I am not sure. @breandan do you have any arguments in favor of this one?

I took a quick look and I think you're on the right track. There are two ideas here, one is laziness which I have some experience with and can recommend without reservations since it opens up a lot of opportunities for more flexible rewriting and does not sacrifice much since it can be easily elided at runtime if the user desires. With lazy evaluation, you can encode some common mathematical identities to optimize MSTs during execution for e.g. numerical stability or efficiency (Theano has a bunch of these optimizations). Lazy evaluation seems to go hand-in-hand with staging which we discussed here a while ago: https://github.com/breandan/kotlingrad#multi-stage-programming The other idea this PR proposes is proper monads, which I never completely implemented in KG, but have been trying to do so (although it seems to have some tradeoffs). You can have lazy evaluation without monads and monads without lazy evaluation. Basically, my understanding is that Kotlin's type system has some difficulty expressing true monads, since

(A)->B

is syntactic sugar for

invoke(a: A): B

, and the syntax does not fully compose. As it needs to interface with Java's type system, there are some limitations. I have some intuition but need more experience to recommend using this pattern. I tried to understand some of the tradeoffs in this SO question: https://stackoverflow.com/questions/54799122/type-inference-for-higher-order-functions-with-generic-return-types

It does not actually add laziness. The MST evaluation is always lazy. The only difference is that you consume lambda instead of function result. It is always consumed anyway. Unless you want to compose functions, which is what we wanted to avoid in the first place.

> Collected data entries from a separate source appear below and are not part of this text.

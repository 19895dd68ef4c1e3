use std::time::Duration;

use crate::agent_engine::state::{Action, AgentTurn, DoneParams, TurnStatus, DEFAULT_DONE_MESSAGE};
use crate::config::AppConfig;

pub const STOPPED_MESSAGE: &str = "Task stopped by user";

/// Read-only knobs of one engine.
#[derive(Debug, Clone, Copy, PartialEq)]
pub struct LoopSettings {
    pub max_steps: u32,
    /// Pause between iterations. Not applied after the final one.
    pub step_delay: Duration,
    /// Upper bound on one model call.
    pub model_timeout: Duration,
}

impl Default for LoopSettings {
    fn default() -> Self {
        Self {
            max_steps: 20,
            step_delay: Duration::from_secs(1),
            model_timeout: Duration::from_secs(120),
        }
    }
}

impl LoopSettings {
    pub fn from_config(config: &AppConfig) -> Self {
        let timeout_secs = config
            .llm
            .providers
            .get(&config.llm.active_provider)
            .map(|p| p.timeout_secs)
            .unwrap_or(120);
        Self {
            max_steps: config.agent.max_steps.max(1),
            step_delay: Duration::try_from_secs_f64(config.agent.step_delay_secs)
                .unwrap_or(Duration::ZERO),
            model_timeout: Duration::from_secs(timeout_secs),
        }
    }
}

/// Outcome of the termination check after a step is recorded.
#[derive(Debug, Clone, PartialEq, Eq)]
pub enum Verdict {
    Continue,
    Finish { success: bool, message: String },
}

/// Termination rule for step `step` of `max_steps`.
///
/// A `failed` status ends the run as a failure even when the action is
/// `done`, so every synthetic parse-failure turn terminates unsuccessfully.
pub fn decide(turn: &AgentTurn, step: u32, max_steps: u32) -> Verdict {
    if turn.status == TurnStatus::Failed {
        return Verdict::Finish {
            success: false,
            message: format!("Task failed: {}", turn.thought),
        };
    }

    if turn.status == TurnStatus::Completed || matches!(turn.action, Action::Done(_)) {
        let message = match &turn.action {
            Action::Done(DoneParams { message }) => message.clone(),
            _ => DEFAULT_DONE_MESSAGE.to_string(),
        };
        return Verdict::Finish {
            success: true,
            message,
        };
    }

    if step >= max_steps {
        return Verdict::Finish {
            success: false,
            message: format!("Max steps ({max_steps}) reached without completion"),
        };
    }

    Verdict::Continue
}

#[cfg(test)]
mod tests {
    use super::*;
    use crate::agent_engine::state::WaitParams;

    fn turn(action: Action, status: TurnStatus) -> AgentTurn {
        AgentTurn {
            thought: "looking".into(),
            action,
            status,
        }
    }

    fn wait() -> Action {
        Action::Wait(WaitParams { seconds: 1.0 })
    }

    #[test]
    fn test_done_action_finishes_with_its_message() {
        let v = decide(&turn(Action::done("Notepad opened"), TurnStatus::InProgress), 1, 20);
        assert_eq!(v, Verdict::Finish { success: true, message: "Notepad opened".into() });
    }

    #[test]
    fn test_completed_without_done_uses_default_message() {
        let v = decide(&turn(wait(), TurnStatus::Completed), 3, 20);
        assert_eq!(v, Verdict::Finish { success: true, message: "Task completed".into() });
    }

    #[test]
    fn test_failed_status_wins_over_done() {
        let v = decide(&turn(Action::done("Parse error"), TurnStatus::Failed), 1, 20);
        assert_eq!(v, Verdict::Finish { success: false, message: "Task failed: looking".into() });
    }

    #[test]
    fn test_step_cap() {
        assert_eq!(decide(&turn(wait(), TurnStatus::InProgress), 19, 20), Verdict::Continue);
        assert_eq!(
            decide(&turn(wait(), TurnStatus::InProgress), 20, 20),
            Verdict::Finish {
                success: false,
                message: "Max steps (20) reached without completion".into()
            }
        );
    }

    #[test]
    fn test_settings_from_config() {
        let mut cfg = AppConfig::default();
        cfg.agent.step_delay_secs = -1.0;
        cfg.agent.max_steps = 0;
        let s = LoopSettings::from_config(&cfg);
        assert_eq!(s.step_delay, Duration::ZERO);
        assert_eq!(s.max_steps, 1);
        assert_eq!(s.model_timeout, Duration::from_secs(120));
    }
}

By "you", you mean the KMath end user or is the change observable from the user’s point of view? Can you give an example of eager vs. lazy consumption? I need to look more closely at the PR

This API is intended as internal way to compute an expression in any Algebra. By lazyness I mean that the expression is stored in a MST tree and is computed lazily on call. And yes, you can do preliminary tree optimizations. In order to compute the expression, we need to somehow call algebra methods like

plus

or

exp

. It is done via named function handlers. The question in only either handler should take argument and return the result immediatly (one step) or it should return unary/binary function which wen could be called. The function will be in most cases called immediatly. @Iaroslav Postovalov if you have and exmple of the delayed execution, plesase intervene.

I guess let's focus on the binary operator:

override fun binaryOperation(operation: String, left: MST, right: MST): MST.Binary =
        MstAlgebra.binaryOperation(operation, left, right)

This data structure instead becomes a binary lambda function:

public override fun binaryOperation(operation: String): (left: MST, right: MST) -> MST.Binary =
        MstAlgebra.binaryOperation(operation)

I agree with Iaroslav this is the mathematically more elegant definition, but I have been struggling to justify exactly what benefit this provides from an implementation perspective, if it is true that

(left: MST, right: MST) -> MST.Binary

is just syntactic sugar for

invoke(left: MST, right: MST) -> MST.Binary

. I am curious to learn if there is some obvious advantage, because there is something about using monads that feels more "beautiful" than simply constructing a tree, although I am somewhat suspicious of this feeling because it leads to Haskell land where

(+) :: Num a => a -> a -> a

Actually question is not about MST, but about regular algebras:

override fun binaryOperation(operation: String, left: Double, right: Double): Double

and

overide fun binaryOperation(operation: String): (Double, Double) -> Double

respectively. The only difference I see is that during implementation you can do something like this:

return when(operation){
  "+" -> ::plus
}

This will be done only once, so I do not see any significant advantages.

Yeah, there were only a few places I could make use of it internally, so it might benefit someone reading the code. But is

return when(operation){
  "+" -> ::plus
}

that much easier to read than:

return when(operation){
  "+" -> left(bindings) + right(bindings)
}

I don't know. Maybe there is another benefit? Just a small nitpick, but I would personally use an enum instead of a string for

operation

It was done intentionally because some algebras have new operations not present in basic algebras. It is possible to use inherited sealed classes though.

@altavir @breandan Actually, the main idea of this patch is not to make KMath look more FP-like, but to have indy-optimized method handle call on JVM.